Analizziamo, quindi, le ragioni della crisi che ha interessato negli anni recenti il sistema bancario italiano soffermandoci sulle banche collassate che hanno caratteristiche simili e che interessano più da vicino il nostro territorio cioè la Banca Popolare di Vicenza (BPVI) e Veneto Banca (VB).

Questi tre istituti di credito appartengono alla categoria delle banche popolari che, per dimensioni (superando gli 8 miliardi di euro di attivo, cioè di crediti presso la clientela alla quale la banca offre finanziamenti e prestiti), rientravano nella riforma per la trasformazione in s.p.a. entro il 2016 delle banche popolari maggiori, varata con decreto-legge n. 3/24 gennaio 2015, convertito con legge n. 33/2015, prima che, a giochi fatti (anzi disfatti), il 17 luglio 2020 la Corte Europea della UE dichiarasse con una sua sentenza che quel limite in quella legge fosse «una restrizione alla libera circolazione dei capitali» vietata dall’art. 63 del Trattato sul funzionamento dell’Unione Europea e, quindi, illegittimo…

Le due banche venete (le dimensioni di BPVI nel 2007 erano maggiori ma negli anni successivi le dimensioni delle due diventano simili) rappresentavano il 18 per cento del totale delle sei banche in crisi e, poi, “risolte” (oltre alle due suddette anche Banca Marche, Carife, CariChieti e l’addirittura già quotata Banca Popolare dell’Etruria e del Lazio BPEL) e l’1,8 per cento del sistema.

Entrambe le banche venete, a causa delle loro dimensioni, dal 4 novembre 2014 sarebbero passate da Banca d’Italia sotto la vigilanza diretta del Single Supervisory Mechanism (SSM) di BCE e questo per normativa europea (che riguardava 130 istituti, i più grandi, europei tra cui 14 italiani)

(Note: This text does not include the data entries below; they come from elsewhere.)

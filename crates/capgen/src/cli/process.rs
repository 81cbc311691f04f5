//! The `capgen process` command: batch captioning with progress and output.

use std::path::{Path, PathBuf};

use capgen_core::{
    output, BatchRunner, BatchSource, Config, ModelProvider, OutputMode, PromptMode,
};
use clap::{Args, ValueEnum};

/// Arguments for the `process` command.
#[derive(Args, Debug)]
pub struct ProcessArgs {
    /// Image file or directory to caption
    #[arg(required = true)]
    pub input: PathBuf,

    /// Prompt generation mode
    #[arg(short, long, value_enum, default_value = "best")]
    pub mode: ModeArg,

    /// What to do with the generated prompts (overrides config)
    #[arg(long, value_enum)]
    pub output_mode: Option<OutputModeArg>,

    /// CSV manifest destination (defaults to desc.csv inside the input
    /// directory; ignored in rename mode)
    #[arg(short, long)]
    pub out: Option<PathBuf>,

    /// Maximum filename length in rename mode (overrides config)
    #[arg(long)]
    pub max_filename_len: Option<usize>,
}

/// Prompt mode as exposed on the command line.
#[derive(Clone, Copy, Debug, ValueEnum)]
pub enum ModeArg {
    /// Caption model output only
    Caption,
    /// Caption plus descriptive feature text (default)
    Best,
    /// Not implemented
    Fast,
    /// Not implemented
    Classic,
    /// Not implemented
    Negative,
}

impl From<ModeArg> for PromptMode {
    fn from(arg: ModeArg) -> Self {
        match arg {
            ModeArg::Caption => PromptMode::Caption,
            ModeArg::Best => PromptMode::Best,
            ModeArg::Fast => PromptMode::Fast,
            ModeArg::Classic => PromptMode::Classic,
            ModeArg::Negative => PromptMode::Negative,
        }
    }
}

/// Output mode as exposed on the command line.
#[derive(Clone, Copy, Debug, ValueEnum)]
pub enum OutputModeArg {
    /// Write a desc.csv manifest
    Csv,
    /// Rename each image to its sanitized prompt
    Rename,
}

impl From<OutputModeArg> for OutputMode {
    fn from(arg: OutputModeArg) -> Self {
        match arg {
            OutputModeArg::Csv => OutputMode::Csv,
            OutputModeArg::Rename => OutputMode::Rename,
        }
    }
}

/// Execute the process command.
pub fn execute(args: ProcessArgs, mut config: Config) -> anyhow::Result<()> {
    if !args.input.exists() {
        anyhow::bail!(
            "Input path does not exist: {:?}\n\n  Hint: Check the file path and try again.",
            args.input
        );
    }
    if let Some(len) = args.max_filename_len {
        config.output.max_filename_len = len;
    }

    let mode = PromptMode::from(args.mode);
    let source = if args.input.is_dir() {
        BatchSource::Directory(args.input.clone())
    } else {
        BatchSource::Files(vec![args.input.clone()])
    };

    let provider = ModelProvider::load(&config)?;
    let runner = BatchRunner::new(&provider);

    let start_time = std::time::Instant::now();
    let progress = create_progress_bar();

    let results = runner.run_with_progress(&source, mode, |done, total| {
        if progress.length() != Some(total as u64) {
            progress.set_length(total as u64);
        }
        progress.set_position(done as u64);
        let elapsed = start_time.elapsed().as_secs_f64();
        if elapsed > 0.0 {
            progress.set_message(format!("{:.1} img/sec", done as f64 / elapsed));
        }
    })?;
    progress.finish_and_clear();

    if results.is_empty() {
        tracing::warn!("No supported image files found at {:?}", args.input);
        println!("No images to process.");
        return Ok(());
    }

    let output_mode = match args.output_mode {
        Some(arg) => OutputMode::from(arg),
        None => config.output.mode.parse()?,
    };

    let mut renamed = 0;
    let mut rename_skipped = 0;
    match output_mode {
        OutputMode::Csv => {
            let csv_path = resolve_csv_path(args.out.as_deref(), &args.input, &config);
            let rows = output::write_manifest(&results, &csv_path)?;
            println!("Generated {rows} prompt(s), saved to {}", csv_path.display());
        }
        OutputMode::Rename => {
            let report = output::rename_all(&results, config.output.max_filename_len);
            renamed = report.renamed;
            rename_skipped = report.skipped;
            println!("Generated {} prompt(s), renamed {renamed} file(s)", results.len());
        }
    }

    print_summary(
        results.succeeded() as u64,
        results.failed() as u64,
        renamed as u64,
        rename_skipped as u64,
        start_time.elapsed(),
    );

    Ok(())
}

/// Where the CSV manifest goes: `--out` wins; otherwise the manifest lands
/// next to the images when the input is a directory, else in the configured
/// output directory.
fn resolve_csv_path(out: Option<&Path>, input: &Path, config: &Config) -> PathBuf {
    match out {
        Some(path) => path.to_path_buf(),
        None => {
            let dir = if input.is_dir() {
                input.to_path_buf()
            } else {
                config.output_dir()
            };
            dir.join(&config.output.csv_name)
        }
    }
}

/// Create a progress bar for the batch loop.
fn create_progress_bar() -> indicatif::ProgressBar {
    use indicatif::{ProgressBar, ProgressStyle};

    let pb = ProgressBar::new(0);
    pb.set_style(
        ProgressStyle::default_bar()
            .template(
                "{spinner:.green} [{elapsed_precise}] [{bar:40.cyan/blue}] {pos}/{len} ({percent}%) {msg}",
            )
            .unwrap()
            .progress_chars("##-"),
    );
    pb.set_message("starting...");
    pb
}

/// Print a formatted summary block after batch processing.
fn print_summary(succeeded: u64, failed: u64, renamed: u64, rename_skipped: u64, elapsed: std::time::Duration) {
    let total = succeeded + failed;
    let rate = if elapsed.as_secs_f64() > 0.0 {
        succeeded as f64 / elapsed.as_secs_f64()
    } else {
        0.0
    };

    eprintln!();
    eprintln!("  ====================================");
    eprintln!("               Summary");
    eprintln!("  ====================================");
    eprintln!("    Prompts:      {:>8}", succeeded);
    if failed > 0 {
        eprintln!("    Failed:       {:>8}", failed);
    }
    if renamed > 0 {
        eprintln!("    Renamed:      {:>8}", renamed);
    }
    if rename_skipped > 0 {
        eprintln!("    Skipped:      {:>8}", rename_skipped);
    }
    eprintln!("  ------------------------------------");
    eprintln!("    Total:        {:>8}", total);
    eprintln!("    Duration:     {:>7.1}s", elapsed.as_secs_f64());
    eprintln!("    Rate:         {:>7.1} img/sec", rate);
    eprintln!("  ====================================");
}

Questi istituti avevano un modello di business molto orientato all’intermediazione in crediti (con un’incidenza sul totale attivi che va dal 78 all’87 per cento) e pertanto erano molto esposte alle conseguenze della recessione degli anni successivi. Come è stato ricordato dal Governatore della Banca d’Italia Ignazio Visco “si tratta di banche che avevano la loro operatività prevalente in territori duramente colpiti dalla recessione”.

In effetti, le due banche nel 2007, quando prende avvio (non in Italia) la crisi finanziaria internazionale, sono, considerate le loro dimensioni, in linea con il sistema e redditizie.

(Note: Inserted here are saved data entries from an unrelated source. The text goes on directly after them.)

//! The `capgen models` command for managing pretrained models.

use capgen_core::provider::{
    DECODER_MODEL_FILENAME, ENCODER_MODEL_FILENAME, TOKENIZER_FILENAME, VISUAL_MODEL_FILENAME,
};
use capgen_core::{Config, ModelProvider};
use clap::{Args, Subcommand};
use std::path::Path;

/// Arguments for the `models` command.
#[derive(Args, Debug)]
pub struct ModelsArgs {
    #[command(subcommand)]
    pub command: ModelsCommand,
}

/// Subcommands for model management.
#[derive(Subcommand, Debug)]
pub enum ModelsCommand {
    /// Download required models (caption encoder/decoder + tokenizer + CLIP)
    Download,

    /// List installed models
    List,

    /// Show model directory path
    Path,
}

/// One downloadable model file.
struct ModelFile {
    /// Hugging Face repository
    repo: &'static str,
    /// Path within the repository
    remote_path: &'static str,
    /// Filename inside the local model directory
    local_name: &'static str,
}

/// Files making up the caption model (ViT encoder + GPT-2 decoder).
const CAPTION_FILES: &[ModelFile] = &[
    ModelFile {
        repo: "Xenova/vit-gpt2-image-captioning",
        remote_path: "onnx/encoder_model.onnx",
        local_name: ENCODER_MODEL_FILENAME,
    },
    ModelFile {
        repo: "Xenova/vit-gpt2-image-captioning",
        remote_path: "onnx/decoder_model.onnx",
        local_name: DECODER_MODEL_FILENAME,
    },
    ModelFile {
        repo: "Xenova/vit-gpt2-image-captioning",
        remote_path: "tokenizer.json",
        local_name: TOKENIZER_FILENAME,
    },
];

/// The CLIP visual encoder used for `best` mode feature extraction.
const EMBEDDING_FILES: &[ModelFile] = &[ModelFile {
    repo: "Xenova/clip-vit-base-patch32",
    remote_path: "onnx/vision_model.onnx",
    local_name: VISUAL_MODEL_FILENAME,
}];

/// Execute the models command.
pub async fn execute(args: ModelsArgs, config: Config) -> anyhow::Result<()> {
    match args.command {
        ModelsCommand::Download => {
            println!("Downloading capgen models:\n");
            println!("  Caption model (ViT-GPT2)   ~940MB");
            println!("  CLIP vision encoder        ~340MB\n");

            let client = reqwest::Client::new();

            let caption_dir = config.model_dir().join(&config.models.caption_model);
            download_set(CAPTION_FILES, &caption_dir, &client).await?;

            let embedding_dir = config.model_dir().join(&config.models.embedding_model);
            download_set(EMBEDDING_FILES, &embedding_dir, &client).await?;

            tracing::info!("All downloads complete.");
        }

        ModelsCommand::List => {
            let model_dir = config.model_dir();

            if !model_dir.exists() {
                println!("No models installed.");
                println!("Run `capgen models download` to download required models.");
                return Ok(());
            }

            println!("Installed models:");
            println!("  Directory: {}\n", model_dir.display());

            println!("  Caption model ({}):", config.models.caption_model);
            let caption_dir = model_dir.join(&config.models.caption_model);
            for file in CAPTION_FILES {
                print_status(&caption_dir, file.local_name);
            }

            println!("\n  Embedding model ({}):", config.models.embedding_model);
            let embedding_dir = model_dir.join(&config.models.embedding_model);
            for file in EMBEDDING_FILES {
                print_status(&embedding_dir, file.local_name);
            }

            if ModelProvider::models_exist(&config) {
                println!("\nAll models ready.");
            } else {
                println!("\nMissing files. Run `capgen models download` to fetch them.");
            }
        }

        ModelsCommand::Path => {
            let model_dir = config.model_dir();
            println!("{}", model_dir.display());
        }
    }

    Ok(())
}

fn print_status(dir: &Path, local_name: &str) {
    let status = if dir.join(local_name).exists() {
        "ready"
    } else {
        "not installed"
    };
    println!("    - {:30} {}", local_name, status);
}

/// Download a set of model files into `dir`, skipping any already present.
async fn download_set(
    files: &[ModelFile],
    dir: &Path,
    client: &reqwest::Client,
) -> anyhow::Result<()> {
    for file in files {
        let dest = dir.join(file.local_name);
        if dest.exists() {
            tracing::info!("{} already exists at {:?}", file.local_name, dest);
            continue;
        }

        std::fs::create_dir_all(dir)?;

        let url = format!(
            "https://huggingface.co/{}/resolve/main/{}",
            file.repo, file.remote_path
        );

        tracing::info!("Downloading {}...", file.local_name);
        tracing::info!("  Source: {}", url);
        tracing::info!("  Destination: {:?}", dest);

        download_file(client, &url, &dest).await?;

        let file_size = std::fs::metadata(&dest)?.len();
        tracing::info!(
            "  {} complete ({:.1} MB)",
            file.local_name,
            file_size as f64 / (1024.0 * 1024.0)
        );
    }

    Ok(())
}

/// Download a file from a URL to a local path, streaming to disk.
async fn download_file(client: &reqwest::Client, url: &str, dest: &Path) -> anyhow::Result<()> {
    use futures_util::StreamExt;
    use tokio::io::AsyncWriteExt;

    let response = client
        .get(url)
        .send()
        .await?
        .error_for_status()
        .map_err(|e| anyhow::anyhow!("Download failed: {e}"))?;

    let total_size = response.content_length();
    if let Some(size) = total_size {
        tracing::info!("  Size: {:.1} MB", size as f64 / (1024.0 * 1024.0));
    }

    let mut file = tokio::fs::File::create(dest).await?;
    let mut stream = response.bytes_stream();
    let mut downloaded: u64 = 0;

    while let Some(chunk) = stream.next().await {
        let chunk = chunk?;
        file.write_all(&chunk).await?;
        downloaded += chunk.len() as u64;

        if let Some(total) = total_size {
            if downloaded % (50 * 1024 * 1024) < chunk.len() as u64 {
                tracing::info!(
                    "  Progress: {:.0}%",
                    downloaded as f64 / total as f64 * 100.0
                );
            }
        }
    }

    file.flush().await?;
    Ok(())
}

Le cause di queste due crisi sono molto simili e possono essere distinte in due grandi categorie: cause primarie e cause da esse indotte.

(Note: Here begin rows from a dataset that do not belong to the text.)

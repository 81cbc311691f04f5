//! Output writers for batch results.
//!
//! Two modes: a two-column CSV manifest (`image,prompt`), or renaming each
//! source file to a sanitized version of its prompt.

pub mod manifest;
pub mod rename;

pub use manifest::{write_manifest, write_manifest_to};
pub use rename::{rename_all, RenameReport};

use std::str::FromStr;

use crate::error::ConfigError;

/// How batch results are externalized.
#[derive(Debug, Clone, Copy, PartialEq, Eq)]
pub enum OutputMode {
    /// Write a `desc.csv` manifest next to the images
    Csv,
    /// Rename each image to its sanitized prompt
    Rename,
}

impl FromStr for OutputMode {
    type Err = ConfigError;

    fn from_str(s: &str) -> Result<Self, Self::Err> {
        match s.to_lowercase().as_str() {
            "csv" | "desc.csv" => Ok(OutputMode::Csv),
            "rename" => Ok(OutputMode::Rename),
            other => Err(ConfigError::ValidationError(format!(
                "unknown output mode {other:?}, expected \"csv\" or \"rename\""
            ))),
        }
    }
}

impl std::fmt::Display for OutputMode {
    fn fmt(&self, f: &mut std::fmt::Formatter<'_>) -> std::fmt::Result {
        match self {
            OutputMode::Csv => write!(f, "csv"),
            OutputMode::Rename => write!(f, "rename"),
        }
    }
}

/// Punctuation allowed in sanitized filenames, besides alphanumerics.
const ALLOWED_PUNCT: &[char] = &[',', '.', '_', '-', '!', ' '];

/// Reduce a prompt to a filesystem-safe name.
///
/// Keeps only alphanumeric characters and `, . _ - ! space`, trims
/// surrounding whitespace, and truncates to `max_len - 4` characters to
/// leave room for an extension.
pub fn sanitize_for_filename(prompt: &str, max_len: usize) -> String {
    let keep = max_len.saturating_sub(4);
    prompt
        .chars()
        .filter(|c| c.is_alphanumeric() || ALLOWED_PUNCT.contains(c))
        .collect::<String>()
        .trim()
        .chars()
        .take(keep)
        .collect()
}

Tra le cause primarie troviamo in tutti e due i casi debolezze nella governance sia a livello di alta governance (Consigli di Amministrazione e Collegi Sindacali deboli ed autoreferenzialità di AD e/o Presidenti) sia a livello di funzioni di controllo. La Commissione è giunta anche al convincimento, sulla base delle dichiarazioni degli auditi e dei documenti acquisiti, che non sempre i componenti degli organi consiliari di indirizzo e controllo delle banche disponessero dei livelli di competenza tecnica indispensabili per l’esercizio delle elevate responsabilità e della gravosità dei compiti connessi con la loro carica.

In secondo luogo, la crisi si sviluppa nell’area crediti dove si riscontrano tre fattori: 1) un periodo di intensa crescita effettuata anche tramite acquisizioni e precedente allo scoppio della crisi aziendale 2) politiche del credito complessivamente inadeguate e rischiose (talvolta relative a parti correlate e suscettibili di conflitto d’interesse, in violazione dell’art. 136 T.U.B.) e, da ultimo, come moltiplicatore della crisi, e quindi causa scatenante, 3) la lunga doppia recessione italiana.